Thanks, Ross. I looked at Allie, but all I saw there, regarding the text of "Celestial Hiearchy", was confirmation of what I had already said, that it was known through Traversari's translation of 1437. The article doesn't even say where his Greek text came from; but I presume it was part of the cache from 1424 deposited in San Marco. What I hadn't known, and which was valuable, was how important Pseudo-Dionysius was to the Medici and to the Western side of the debate at the debate in 1439, that his work supported their papal supremacy position, that Cosimo had funded the completion of the translations and the dissemination of the texts, and also that his likeness was part of the Fra Angelico fresco at San Marco. That was very interesting.
"Increasing light" certainly determines the order of the three celestials, and the two before and after. But it still seems to me that it would have been natural to attach some meaning to "increasing light"; "increasing enlightenment" seems to me the most straightforward and inclusive. Light is the means of vision, for both the physical and intellectual eye. Wind (
Pagan Mysteries of the Renaissance has given numerous examples, e.g. Boroaldo in his
Commentary on Apuleius (Wind p. 58f):
For Plato writes in the Symposium that the eyes of the mind begin to see clearly when the eyes of the body begin to fail.
And of course the
Republic likened the Good to the Sun. I realize these examples make no difference to you, Ross, but perhaps they will to someone. Here are two more, the allegorization of Sun, Moon, and Stars in Genesis, both from Pico's
Heptaplus of 1489. I do not cite these as sources, but rather as a typical humanist method of interpretation. First, in the Fourth Exposition, Fourth Chapter (pp. 66-67, McGaw translation):
This is when Moses writes that the sun, the moon, and the stars were placed in the firmament. Perhaps the more recent philosophers would, indeed interpret the sun as being intellect in actuality and the moon in potentiality. Whereas I am engaged in a great controversy with them, let me explain, meanwhile, that wherever the the soul turns toward the waters above, to the Spirit of the Lord, because it glows all over, let it be named sun; wherever it looks back upon the lower waters, that is toward the sensual potentiality, from which it contracts some stain of corruption, let it have the name of moon. In this sense the Greek Platonists might call, according to the docmas of their doctrines, the sun "dianoia" and the moon "doxa." However, while we wander far from our fatherland and live in this night and gloom of our present life, we especially use that part of ourselves which leans toward the senses, hence we conjecture more than we know. When the day of future life has dawned, alienated from our senses and directed toward divine things, we shall understand with our superior other part. Correctly it has been said that this sun of ours presides over the day and this moon of ours over the night.

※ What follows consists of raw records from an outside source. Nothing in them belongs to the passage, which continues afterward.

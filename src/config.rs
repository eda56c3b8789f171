// Copyright (c) 2024-2026, Daily
// SPDX-License-Identifier: BSD-2-Clause

//! Engine configuration.
//!
//! All tunables live in a single immutable [`EngineConfig`] value. The engine
//! reads the configuration by value on each tick; consumers swap the whole
//! struct atomically (see [`crate::engine::EngineRuntime`]) rather than
//! mutating individual fields in place.

use serde::{Deserialize, Serialize};

/// Complete engine configuration.
///
/// Durations are expressed in milliseconds throughout so the struct can be
/// serialized and diffed trivially.
#[derive(Debug, Clone, Serialize, Deserialize)]
pub struct EngineConfig {
    // -- Audio format ---------------------------------------------------------
    /// Sample rate of both capture and playback PCM16 audio, in Hz.
    pub sample_rate: u32,
    /// Number of audio channels (the engine is mono in practice).
    pub num_channels: u32,

    // -- Segmentation ---------------------------------------------------------
    /// Speech probability required to enter the `Speaking` state.
    pub enter_probability: f64,
    /// Multiplier applied to `enter_probability` once already speaking, so a
    /// dip in a sustained utterance does not prematurely end it.
    pub hysteresis_factor: f64,
    /// Configured base silence threshold in ms.
    pub silence_base_ms: u64,
    /// Low fixed floor used when there is no backlog pressure at all
    /// (fast turnaround).
    pub silence_floor_ms: u64,
    /// Cap applied to the doubled threshold under Dam pressure.
    pub silence_cap_ms: u64,
    /// Relaxed silence tolerance granted during a sustained monologue.
    pub ghost_tolerance_ms: u64,
    /// Continuous speaking duration after which momentum tolerance applies.
    pub momentum_start_ms: u64,
    /// Speaking duration at which the Squeeze ramp begins.
    pub squeeze_start_ms: u64,
    /// Hard floor the Squeeze ramps the threshold down to.
    pub squeeze_floor_ms: u64,
    /// Speaking duration at which a turn is force-finalized unconditionally.
    pub hard_cap_ms: u64,

    // -- Silence escalation ("puppeteer") --------------------------------------
    /// Silence duration after which a repeat request is injected.
    pub repeat_after_ms: u64,
    /// Silence duration after which a filler phrase is injected.
    pub filler_after_ms: u64,
    /// Silence duration after which the turn is cut unconditionally.
    pub cut_after_ms: u64,
    /// Primary language tag used to pick filler phrases.
    pub language: String,

    // -- Turn queue -------------------------------------------------------------
    /// Turns with no completion signal after this long are purged.
    pub ghost_timeout_ms: u64,

    // -- Shield / Dam -----------------------------------------------------------
    /// Conservative busy window used before the latency model warms up.
    pub cold_start_busy_ms: u64,
    /// Rolling shield extension applied on every inbound audio packet.
    pub inbound_extend_ms: u64,
    /// Mandatory hold applied after the shield clears.
    pub deep_breath_ms: u64,
    /// Engine tick period.
    pub tick_ms: u64,
    /// Playback backlog below which the shield may clear on turn-complete.
    pub drain_low_water_ms: u64,
    /// Silence pad appended after a Dam flush to stitch the burst cleanly.
    pub flush_pad_ms: u64,

    // -- Persona speed tiers ------------------------------------------------------
    /// Combined backlog at which the FAST tier starts.
    pub persona_fast_ms: u64,
    /// Combined backlog at which the ROCKET tier starts.
    pub persona_rocket_ms: u64,

    // -- Latency prediction ---------------------------------------------------------
    /// Maximum number of (input, response) samples retained.
    pub latency_history_cap: usize,
    /// Sample count below which the fixed cold-start model is served.
    pub latency_cold_start_samples: usize,

    // -- Playback scheduling -----------------------------------------------------
    /// Queued duration below which playback runs at 1.0x.
    pub rate_low_water_ms: u64,
    /// Queued duration at which the rate ramp reaches its cap.
    pub rate_high_water_ms: u64,
    /// Maximum smoothed playback rate (kept low to avoid audible pitch shift).
    pub rate_max: f64,
    /// Exponential approach factor toward the target rate, per tick.
    pub rate_smoothing: f64,
    /// Scheduling lookahead applied to each queued segment.
    pub lookahead_ms: u64,

    // -- Elastic rendering --------------------------------------------------------
    /// Upper bound on the micro-smoothing rate nudge (fraction, e.g. 0.02).
    pub micro_rate_max: f64,
    /// Sustained output silence after which hardware suspend is requested.
    pub suspend_after_ms: u64,

    // -- Session ---------------------------------------------------------------
    /// Initial reconnect backoff delay.
    pub reconnect_base_ms: u64,
    /// Reconnect backoff cap.
    pub reconnect_cap_ms: u64,
    /// Byte cap on audio buffered while the channel is still connecting.
    pub preconnect_buffer_bytes: usize,
}

impl Default for EngineConfig {
    fn default() -> Self {
        Self {
            sample_rate: 16_000,
            num_channels: 1,

            enter_probability: 0.6,
            hysteresis_factor: 0.6,
            silence_base_ms: 275,
            silence_floor_ms: 140,
            silence_cap_ms: 900,
            ghost_tolerance_ms: 900,
            momentum_start_ms: 3_000,
            squeeze_start_ms: 20_000,
            squeeze_floor_ms: 100,
            hard_cap_ms: 25_000,

            repeat_after_ms: 1_500,
            filler_after_ms: 3_000,
            cut_after_ms: 5_000,
            language: "en".to_string(),

            ghost_timeout_ms: 5_000,

            cold_start_busy_ms: 4_000,
            inbound_extend_ms: 600,
            deep_breath_ms: 450,
            tick_ms: 50,
            drain_low_water_ms: 750,
            flush_pad_ms: 120,

            persona_fast_ms: 15_000,
            persona_rocket_ms: 25_000,

            latency_history_cap: 20,
            latency_cold_start_samples: 5,

            rate_low_water_ms: 400,
            rate_high_water_ms: 2_000,
            rate_max: 1.12,
            rate_smoothing: 0.1,
            lookahead_ms: 40,

            micro_rate_max: 0.02,
            suspend_after_ms: 3_000,

            reconnect_base_ms: 500,
            reconnect_cap_ms: 15_000,
            preconnect_buffer_bytes: 320_000,
        }
    }
}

Because after casting off this mortal coil, we shall contemplate solely by the light of the sun what, in this present very miserable night of the body, we try to see with all our strength and powers more than we seem to; for this reason the day shines with the sun alone. The night, in turn, assembles and gathers for the moon, somewhat weak in power, a great many stars, as auxiliaries, that is, the power of combining and dividing, and whatever remaining powers exist.
And then in the Sixth Exposition, Fourth Chapter (p. 98, McGaw translation)

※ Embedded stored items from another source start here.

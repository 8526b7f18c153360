// MCP adapter: exposes the volume controller as tools, resources and
// prompts over JSON-RPC on stdio.

pub mod prompts;
pub mod protocol;
pub mod resources;
pub mod server;
pub mod tools;

pub use server::McpServer;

And to the fullness of time! For if the number four is the fullness of numbers, in the world of numbers, will the fourth day not be the fullness of days?
See then what the fourth day brings us. On the second day the heavens were created, namely, the law, without sun and moon and stars, certainly capable of future light, but for the moment still dark and not illuminated by any remarkable light.
Then came the fourth day on which the sun, lord of the firmament, namely, Christ--Lord of the laws, and the lunar Church, Christ's consort and wife, similar to the moon, and the apostolic doctors, who would educate many to justice, as stars in the firmament--began to shine for eternity, calling the world to eternal life. The sun did not destroy the firmament, but fulfilled it, and Christ came not to destroy the law, but to fulfill it.
Here Pico is using the reference to the sun, moon, and stars in Genesis to interpret the coming of Christ (in 3508 counting from the Creation, actually) and his ascension, later including his wife, to the heights, along with the "apostolic doctors" who are the stars. Given that the Woman Clothed with the Sun was taken as the Virgin (e.g. at Guadalupe, Mexico), a similar interpretation would apply to the End Times. But there is no restriction of the celestials to those times.
Added later: But why one big star surrounded by small ones? Why just these luminaries and not others? And why Fire, of all things, before them? Ps.-Dionysius has the answer in one sentence, bringing together a diversity of references (39. q Mal. iv. 2. 40. r. Num. xxiv. 17; 2 Pet. i. 19. 41. s John i. 5. 42. t Exod.iii. 2. 43. u John vii. 38; the numbers 39-43 correspond to the numbers in the quote I gave previously, its footnotes.)